Suku Bunga Kredit Merangkak Naik
Target Pertumbuhan Ekonomi Terancam
JAKARTA – Pengetatan moneter mulai berdampak pada kenaikan suku bunga kredit dan deposito. Merujuk Laporan Harian Bank Umum (LHBU), secara year to date (Januari sampai pekan ketiga Juli), kenaikan bunga kredit mencapai 4,56 persen dan secara tahunan atau year-on-year (YoY) sebesar 11,3 persen. ’’Angka LHBU ini masih bisa dikoreksi. Menunjukkan informasi, tapi masih angka temporer,’’ kata Deputi Gubernur Senior Bank Indonesia (BI) Mirza Adityaswara di Gedung BI kemarin (27/7).
Sebelumnya, BI menaikkan suku bunga acuan secara agresif hingga 100 basis poin (bps). Saat ini suku bunga BI 7-Day Repo Rate bertengger di angka 5,25 persen. Pada awal kenaikannya, kebijakan otoritas moneter tersebut belum terasa.
Mirza menuturkan, bunga kredit modal kerja tercatat 11,97 persen pada April 2018. Pada Juli ini terdapat kenaikan 16 bps menjadi 12,13 persen. Sementara itu, bunga deposito perbankan pada April 2018 tercatat 5,56 persen, kemudian naik 15 bps pada Juli 2018 menjadi 5,71 persen. Menurut dia, kenaikan suku bunga kredit maupun deposito masih cukup terkontrol karena tingkat kenaikannya tidak besar.
’’Rata-rata bunga deposito satu bulan naik jadi 5,71 persen. Tidak terlalu besar. BI melakukan adjustment untuk menghadapi gejolak global. Ekonomi domestik masih memerlukan stimulus, BI melakukan pelonggaran makro dan mencukupi likuiditas,’’ katanya.
Ekonom Indef Bhima Yudhistira menuturkan, kombinasi antara kenaikan bunga kredit dan bunga simpanan justru membuat masyarakat memilih menyimpan uang di bank dan menahan diri untuk meminjam kredit baru. Apalagi, di tengah ketidakpastian ekonomi dan pelemahan kurs rupiah, masyarakat, khususnya kelas menengah, akan meng- alihkan sebagian uang pendapatan ke bank. Jika simpanan di bank terlalu besar, sedangkan pertumbuhan kreditnya melandai, akan mengganggu fungsi intermediasi perbankan.

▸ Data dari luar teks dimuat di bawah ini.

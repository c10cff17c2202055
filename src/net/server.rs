//! Accept/dial and the inbound/outbound peer registries (spec.md §4.7).
//!
//! Grounded on `original_source/node.py` (`init_server`, `connect_to_node`,
//! the 8-char `sha512(host+port)` node id exchanged before framing begins)
//! and the teacher's `v1/net.rs::listen_for_connections` (accept loop on
//! its own thread, one connection object per accepted socket).

use crate::crypto::sha512_hex;
use crate::error::NetError;
use crate::events::ConnectionStatus;
use crate::net::connection::{dial_and_exchange_id, FrameSink, PeerConnection, PeerDirection};
use log::{info, warn};
use std::net::{SocketAddr, TcpListener};
use std::sync::{Arc, Mutex};
use std::thread;
use std::time::Duration;

pub const DEFAULT_PORT: u16 = 54846;
pub const MAX_PEERS: usize = 5;

pub struct PeerServer {
    node_id: String,
    listen_addr: SocketAddr,
    inbound: Mutex<Vec<Arc<PeerConnection>>>,
    outbound: Mutex<Vec<Arc<PeerConnection>>>,
    /// At most one outbound dial in flight at a time (spec.md §5).
    dialing: Mutex<bool>,
    /// Whether this node has ever registered a peer, inbound or outbound.
    /// Distinguishes "never found the network" (`Disconnected`) from "had
    /// peers, lost them all" (`NotConnected`) once the registries are empty.
    ever_connected: Mutex<bool>,
    /// The peer this node was configured to bootstrap from (spec.md §6's
    /// `set_root_peer` facade method). Changing it while any peer is
    /// connected is rejected — the GUI surfaces this as "Cannot change root
    /// node whilst connected" (spec.md §7).
    root_peer: Mutex<Option<SocketAddr>>,
}

impl PeerServer {
    pub fn new(listen_addr: SocketAddr) -> Arc<Self> {
        Self::with_root_peer(listen_addr, None)
    }

    pub fn with_root_peer(listen_addr: SocketAddr, root_peer: Option<SocketAddr>) -> Arc<Self> {
        let node_id = sha512_hex(format!("{}{}", listen_addr.ip(), listen_addr.port()).as_bytes())[..8].to_owned();

        Arc::new(PeerServer {
            node_id,
            listen_addr,
            inbound: Mutex::new(vec![]),
            outbound: Mutex::new(vec![]),
            dialing: Mutex::new(false),
            ever_connected: Mutex::new(false),
            root_peer: Mutex::new(root_peer),
        })
    }

    pub fn root_peer(&self) -> Option<SocketAddr> {
        *self.root_peer.lock().unwrap()
    }

    /// Replaces the configured root (bootstrap) peer. Rejected while any
    /// peer, inbound or outbound, is connected.
    pub fn set_root_peer(&self, addr: SocketAddr) -> Result<(), NetError> {
        if self.peer_count() > 0 {
            return Err(NetError::RootPeerChangeWhileConnected);
        }

        *self.root_peer.lock().unwrap() = Some(addr);
        Ok(())
    }

    pub fn node_id(&self) -> &str {
        &self.node_id
    }

    pub fn inbound_peers(&self) -> Vec<Arc<PeerConnection>> {
        self.inbound.lock().unwrap().clone()
    }

    pub fn outbound_peers(&self) -> Vec<Arc<PeerConnection>> {
        self.outbound.lock().unwrap().clone()
    }

    pub fn peer_count(&self) -> usize {
        self.inbound.lock().unwrap().len() + self.outbound.lock().unwrap().len()
    }

    /// The facade-visible connection status (spec.md §6): `Connecting`
    /// while an outbound dial is in flight, `Connected` once any peer is
    /// registered, `NotConnected` once we have dialed out before and have
    /// no peers left, `Disconnected` if we have never had a peer at all.
    pub fn connection_status(&self) -> ConnectionStatus {
        if *self.dialing.lock().unwrap() {
            return ConnectionStatus::Connecting;
        }

        if self.peer_count() > 0 {
            return ConnectionStatus::Connected;
        }

        if *self.ever_connected.lock().unwrap() {
            ConnectionStatus::NotConnected
        } else {
            ConnectionStatus::Disconnected
        }
    }

    pub fn remove_peer(&self, node_id: &str) {
        self.inbound.lock().unwrap().retain(|c| c.node_id != node_id);
        self.outbound.lock().unwrap().retain(|c| c.node_id != node_id);
    }

    /// Sends `text` to every peer but `exclude`, in parallel: each
    /// connection's socket write happens on its own scoped thread so one
    /// slow/blocked peer cannot stall delivery to the rest.
    pub fn broadcast(&self, text: &str, exclude: Option<&str>) {
        let targets: Vec<Arc<PeerConnection>> = self
            .inbound_peers()
            .into_iter()
            .chain(self.outbound_peers())
            .filter(|conn| Some(conn.node_id.as_str()) != exclude)
            .collect();

        crossbeam::scope(|scope| {
            for conn in &targets {
                scope.spawn(move |_| conn.send(text));
            }
        })
        .expect("broadcast scope threads do not panic");
    }

    /// Runs the accept loop on the calling thread (the caller spawns it).
    /// Binds `listen_addr`, and for every accepted socket, exchanges node
    /// ids, registers an inbound `PeerConnection`, and starts its receive
    /// loop feeding `sink`.
    pub fn run_accept_loop(self: &Arc<Self>, sink: Arc<dyn FrameSink>) -> Result<(), NetError> {
        let listener = TcpListener::bind(self.listen_addr)
            .map_err(|err| NetError::BindFailed(self.listen_addr.to_string(), err))?;
        info!("listening for peers on {}", self.listen_addr);

        for incoming in listener.incoming() {
            let stream = match incoming {
                Ok(s) => s,
                Err(err) => {
                    warn!("error accepting connection: {err}");
                    continue;
                }
            };

            let remote = match stream.peer_addr() {
                Ok(addr) => addr,
                Err(_) => continue,
            };

            let (peer_id, conn) = match exchange_inbound_id(&self.node_id, stream, remote) {
                Ok(pair) => pair,
                Err(err) => {
                    warn!("node id exchange with {remote} failed: {err}");
                    continue;
                }
            };

            if self.peer_count() >= MAX_PEERS {
                info!("max peers exceeded; not registering {peer_id}");
                continue;
            }

            self.inbound.lock().unwrap().push(conn.clone());
            *self.ever_connected.lock().unwrap() = true;
            sink.on_connected(&conn);
            conn.spawn_receive_loop(sink.clone());
        }

        Ok(())
    }

    /// Dials `addr` on a short-lived helper thread. At most one outbound
    /// dial is in flight at a time; a second call while one is pending is
    /// a no-op.
    pub fn dial(self: &Arc<Self>, addr: SocketAddr, sink: Arc<dyn FrameSink>) {
        {
            let mut dialing = self.dialing.lock().unwrap();
            if *dialing {
                info!("already dialing a peer; ignoring request to dial {addr}");
                return;
            }
            *dialing = true;
        }

        let server = Arc::clone(self);
        let node_id = self.node_id.clone();

        thread::spawn(move || {
            match dial_and_exchange_id(addr, &node_id) {
                Ok((conn, peer_id)) => {
                    info!("connected to peer {peer_id} at {addr}");
                    server.outbound.lock().unwrap().push(conn.clone());
                    *server.ever_connected.lock().unwrap() = true;
                    sink.on_connected(&conn);
                    conn.spawn_receive_loop(sink);
                }
                Err(err) => warn!("failed to connect to {addr}: {err}"),
            }

            *server.dialing.lock().unwrap() = false;
        });
    }
}

fn exchange_inbound_id(
    my_id: &str,
    mut stream: std::net::TcpStream,
    remote: SocketAddr,
) -> Result<(String, Arc<PeerConnection>), NetError> {
    use std::io::{Read, Write};

    stream.set_read_timeout(Some(Duration::from_secs(10)))?;

    let mut buf = [0u8; 4096];
    let n = stream.read(&mut buf)?;
    if n == 0 {
        return Err(NetError::ConnectionClosed);
    }
    let peer_id = String::from_utf8_lossy(&buf[..n]).into_owned();

    stream.write_all(my_id.as_bytes())?;

    let conn = PeerConnection::new(peer_id.clone(), PeerDirection::Inbound, remote, stream);
    Ok((peer_id, conn))
}

#[cfg(test)]
mod tests {
    use super::*;

    #[test]
    fn node_id_is_eight_hex_characters() {
        let server = PeerServer::new("127.0.0.1:54846".parse().unwrap());
        assert_eq!(server.node_id().len(), 8);
        assert!(server.node_id().chars().all(|c| c.is_ascii_hexdigit()));
    }
}
//! The UI-facing observer surface (spec.md §6, §9 "Shared mutable UI
//! state"). The engine emits typed events instead of writing directly to
//! shared fields; `Facade` is the thin command/query wrapper the GUI
//! collaborator is specified to consume.

use crate::block::Block;
use crate::crypto::Address;
use crate::engine::Blockchain;
use crate::token::TokenKind;
use crate::transaction::Transaction;
use std::sync::mpsc::Receiver;
use std::sync::{Arc, Mutex};

#[derive(Debug, Clone)]
pub enum EngineEvent {
    /// A block accepted from the network. `source_peer`, if set, is the
    /// node id it arrived from; gossip excludes that peer on rebroadcast.
    BlockAdded { block: Block, source_peer: Option<String> },
    /// A block this node mined itself. Never carries a source peer.
    BlockMined(Block),
    TxAdded {
        txn: Transaction,
        /// The node id of the peer we received this from, if any. Gossip
        /// uses this to avoid echoing a transaction back to its source.
        source_peer: Option<String>,
    },
    PeerConnected { node_id: String, inbound: bool },
    PeerDisconnected { node_id: String },
    NetworkCountersChanged { sent: u64, received: u64 },
}

#[derive(Debug, Clone, Copy, PartialEq, Eq)]
pub enum ConnectionStatus {
    Disconnected,
    Connecting,
    Connected,
    NotConnected,
}

#[derive(Debug, Clone, Copy, Default)]
pub struct WalletBalances {
    pub empty_spendable: u64,
    pub pending_ballots: u64,
    pub submitted: u64,
    pub confirmed: u64,
}

/// The facade the GUI collaborator is specified to drive: current height,
/// peer lists, wallet balances, and the handful of command methods that
/// mutate engine state. Every mutation goes through the engine's own
/// `Mutex`, so concurrent callers (the GUI thread, a REPL) serialise
/// naturally with the peer-connection threads.
pub struct Facade {
    engine: Arc<Mutex<Blockchain>>,
    events_rx: Mutex<Receiver<EngineEvent>>,
}

impl Facade {
    /// Registers its own event sink on `engine` and wraps it. `GossipHandler`
    /// registers a separate sink the same way, so the UI and the rebroadcast
    /// pump each see every event without contending over one receiver.
    pub fn new(engine: Arc<Mutex<Blockchain>>) -> Self {
        let (tx, rx) = std::sync::mpsc::channel();
        engine.lock().unwrap().add_event_sink(tx);

        Facade {
            engine,
            events_rx: Mutex::new(rx),
        }
    }

    pub fn engine(&self) -> &Arc<Mutex<Blockchain>> {
        &self.engine
    }

    /// Drains every event queued since the last call without blocking.
    /// The GUI collaborator polls this on a timer; a REPL can ignore it.
    pub fn poll_events(&self) -> Vec<EngineEvent> {
        let rx = self.events_rx.lock().unwrap();
        rx.try_iter().collect()
    }

    pub fn height(&self) -> u64 {
        self.engine.lock().unwrap().height()
    }

    pub fn last_block_hash(&self) -> String {
        self.engine.lock().unwrap().last_block_hash().to_string()
    }

    pub fn blocks_mined(&self) -> u64 {
        self.engine.lock().unwrap().blocks_mined()
    }

    pub fn balances(&self, address: &Address) -> WalletBalances {
        let engine = self.engine.lock().unwrap();
        WalletBalances {
            empty_spendable: engine.token_balance(address, TokenKind::Empty),
            pending_ballots: engine.token_balance(address, TokenKind::Serialized),
            submitted: engine.submitted_votes(address),
            confirmed: engine.confirmed_votes(address),
        }
    }

    pub fn enable_mining(&self, miner: Address) {
        self.engine.lock().unwrap().enable_mining(miner);
    }

    pub fn disable_mining(&self) {
        self.engine.lock().unwrap().disable_mining();
    }

    pub fn submit_transaction(&self, txn: Transaction) -> bool {
        self.engine.lock().unwrap().add_transaction(txn, None).is_ok()
    }
}

#[cfg(test)]
mod tests {
    use super::*;
    use crate::crypto::LocalKeySigner;
    use crate::store::LedgerStore;

    #[test]
    fn facade_reports_genesis_height_zero() {
        let miner = LocalKeySigner::generate();
        let store = LedgerStore::open_in_memory().expect("open store");
        let engine = Blockchain::new(store, miner.address(), 6, 10).expect("engine boots");
        let facade = Facade::new(Arc::new(Mutex::new(engine)));

        assert_eq!(facade.height(), 0);
        assert_eq!(facade.balances(&miner.address()).empty_spendable, 10);
    }
}
//! Address/hash newtypes and the SECP256k1 + SHA-2 + base64 primitives every
//! other module signs, hashes, or compares against.
//!
//! Hashes are lowercase hex strings, not raw bytes: `txid`/`tkid`/block hash
//! are *truncated* hex digests, so there is no well-formed byte array to
//! round-trip through once truncated. Keeping them as `String` mirrors what
//! the original source actually stores and compares.

use base64::{engine::general_purpose::STANDARD, Engine as _};
use secp256k1::{
    ecdsa::Signature, Message, PublicKey, Secp256k1, SecretKey,
};
use serde::{Deserialize, Serialize};
use sha2::{Digest, Sha256, Sha512};
use std::fmt;

/// Full 64-character hex SHA-256 digest, used for block hashes and
/// `previous_hash`.
#[derive(Clone, PartialEq, Eq, Hash, Serialize, Deserialize, PartialOrd, Ord)]
pub struct BlockHash(pub String);

/// First 32 hex characters of a transaction's core-data SHA-256 digest.
#[derive(Clone, PartialEq, Eq, Hash, Serialize, Deserialize, PartialOrd, Ord)]
pub struct TxId(pub String);

/// First 16 hex characters of a token's identity SHA-256 digest.
#[derive(Clone, PartialEq, Eq, Hash, Serialize, Deserialize, PartialOrd, Ord)]
pub struct TkId(pub String);

/// 66-character hex encoding of a 33-byte compressed SECP256k1 public key.
/// Doubles as account identifier and poll identifier.
#[derive(Clone, PartialEq, Eq, Hash, Serialize, Deserialize, PartialOrd, Ord)]
pub struct Address(pub String);

macro_rules! hexlike_display {
    ($t:ty) => {
        impl fmt::Display for $t {
            fn fmt(&self, f: &mut fmt::Formatter<'_>) -> fmt::Result {
                write!(f, "{}", self.0)
            }
        }

        impl fmt::Debug for $t {
            fn fmt(&self, f: &mut fmt::Formatter<'_>) -> fmt::Result {
                write!(f, "{}({})", stringify!($t), self.0)
            }
        }

        impl $t {
            pub fn as_str(&self) -> &str {
                &self.0
            }
        }

        impl From<String> for $t {
            fn from(s: String) -> Self {
                Self(s)
            }
        }

        impl From<&str> for $t {
            fn from(s: &str) -> Self {
                Self(s.to_owned())
            }
        }
    };
}

hexlike_display!(BlockHash);
hexlike_display!(TxId);
hexlike_display!(TkId);
hexlike_display!(Address);

/// The sentinel `from_address` carried by every coinbase transaction.
pub const COINBASE_SENTINEL: &str = "blockchain";

pub fn sha256_hex(data: &[u8]) -> String {
    let mut hasher = Sha256::new();
    hasher.update(data);
    hex::encode(hasher.finalize())
}

pub fn sha512_hex(data: &[u8]) -> String {
    let mut hasher = Sha512::new();
    hasher.update(data);
    hex::encode(hasher.finalize())
}

pub fn base64_encode(data: &[u8]) -> String {
    STANDARD.encode(data)
}

pub fn base64_decode(data: &str) -> Option<Vec<u8>> {
    STANDARD.decode(data).ok()
}

/// A signing capability keyed by address. The credential store that backs
/// this is an external collaborator (see `spec.md` §1); this crate only
/// needs the two operations below.
pub trait Signer: Send + Sync {
    fn address(&self) -> Address;
    fn sign(&self, data: &[u8]) -> String;
}

/// A `Signer` backed by a locally held SECP256k1 secret key. Stand-in for
/// whatever the real credential store does (per-user key encryption, poll
/// key derivation) — out of scope here.
pub struct LocalKeySigner {
    secret: SecretKey,
    address: Address,
}

impl LocalKeySigner {
    pub fn generate() -> Self {
        let secp = Secp256k1::new();
        let mut rng = rand::thread_rng();
        let (secret, public) = secp.generate_keypair(&mut rng);
        let address = address_from_pubkey(&public);
        LocalKeySigner { secret, address }
    }

    pub fn from_secret(secret: SecretKey) -> Self {
        let secp = Secp256k1::new();
        let public = PublicKey::from_secret_key(&secp, &secret);
        let address = address_from_pubkey(&public);
        LocalKeySigner { secret, address }
    }
}

impl Signer for LocalKeySigner {
    fn address(&self) -> Address {
        self.address.clone()
    }

    fn sign(&self, data: &[u8]) -> String {
        sign_with_secret(&self.secret, data)
    }
}

pub fn address_from_pubkey(public: &PublicKey) -> Address {
    Address(hex::encode(public.serialize()))
}

fn digest_message(data: &[u8]) -> Message {
    let digest = {
        let mut hasher = Sha256::new();
        hasher.update(data);
        hasher.finalize()
    };
    // `digest` is exactly 32 bytes (SHA-256 output size).
    Message::from_digest_slice(&digest).expect("sha256 digest is 32 bytes")
}

pub fn sign_with_secret(secret: &SecretKey, data: &[u8]) -> String {
    let secp = Secp256k1::new();
    let msg = digest_message(data);
    let sig = secp.sign_ecdsa(&msg, secret);
    base64_encode(&sig.serialize_compact())
}

/// Verifies `sig` (base64-encoded compact SECP256k1 ECDSA signature) over
/// `data` under the public key encoded in `address`. Malformed hex,
/// malformed base64, and a malformed key are all treated as "does not
/// verify" rather than propagated as errors (spec.md §7: cryptographic
/// errors are validation errors).
pub fn verify(address: &Address, data: &[u8], sig: &str) -> bool {
    let Some(key_bytes) = hex::decode(&address.0).ok() else {
        return false;
    };
    let Some(public) = PublicKey::from_slice(&key_bytes).ok() else {
        return false;
    };
    let Some(sig_bytes) = base64_decode(sig) else {
        return false;
    };
    let Some(signature) = Signature::from_compact(&sig_bytes).ok() else {
        return false;
    };

    let secp = Secp256k1::new();
    let msg = digest_message(data);
    secp.verify_ecdsa(&msg, &signature, &public).is_ok()
}

#[cfg(test)]
mod tests {
    use super::*;

    #[test]
    fn sign_then_verify_round_trips() {
        let signer = LocalKeySigner::generate();
        let data = b"3Cfoo66hexchars0000000000000000000000000000000000000000000000000";
        let sig = signer.sign(data);

        assert!(verify(&signer.address(), data, &sig));
    }

    #[test]
    fn flipped_signature_fails_to_verify() {
        let signer = LocalKeySigner::generate();
        let data = b"hello votechain";
        let mut sig = signer.sign(data);

        // Flip one base64 character; still valid base64 but a different
        // signature.
        let mut chars: Vec<char> = sig.chars().collect();
        chars[0] = if chars[0] == 'A' { 'B' } else { 'A' };
        sig = chars.into_iter().collect();

        assert!(!verify(&signer.address(), data, &sig));
    }

    #[test]
    fn sha256_hex_is_64_lowercase_hex_chars() {
        let digest = sha256_hex(b"abc");
        assert_eq!(digest.len(), 64);
        assert!(digest.chars().all(|c| c.is_ascii_hexdigit()));
    }

    #[test]
    fn sha512_hex_node_id_prefix_is_8_chars() {
        let digest = sha512_hex(b"127.0.0.154846");
        let id = &digest[..8];
        assert_eq!(id.len(), 8);
    }
}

Bagi pelaku usaha, naiknya bunga kredit mengakibatkan cost of borrowing atau biaya pinjaman meningkat. Itu akan ditransmisikan ke kenaikan harga barang produksi lokal. Omzet pelaku usaha turun. Imbasnya, masyarakat sebagai konsumen harus membayar lebih barang yang dibeli. ’’Efeknya akan kontraktif ke perekonomian alias menghambat pertumbuhan ekonomi. Era bunga mahal membuat ekonomi tahun ini hanya tumbuh maksimal 5,1 persen jauh di bawah target APBN 5,4 persen,’’ tuturnya kemarin.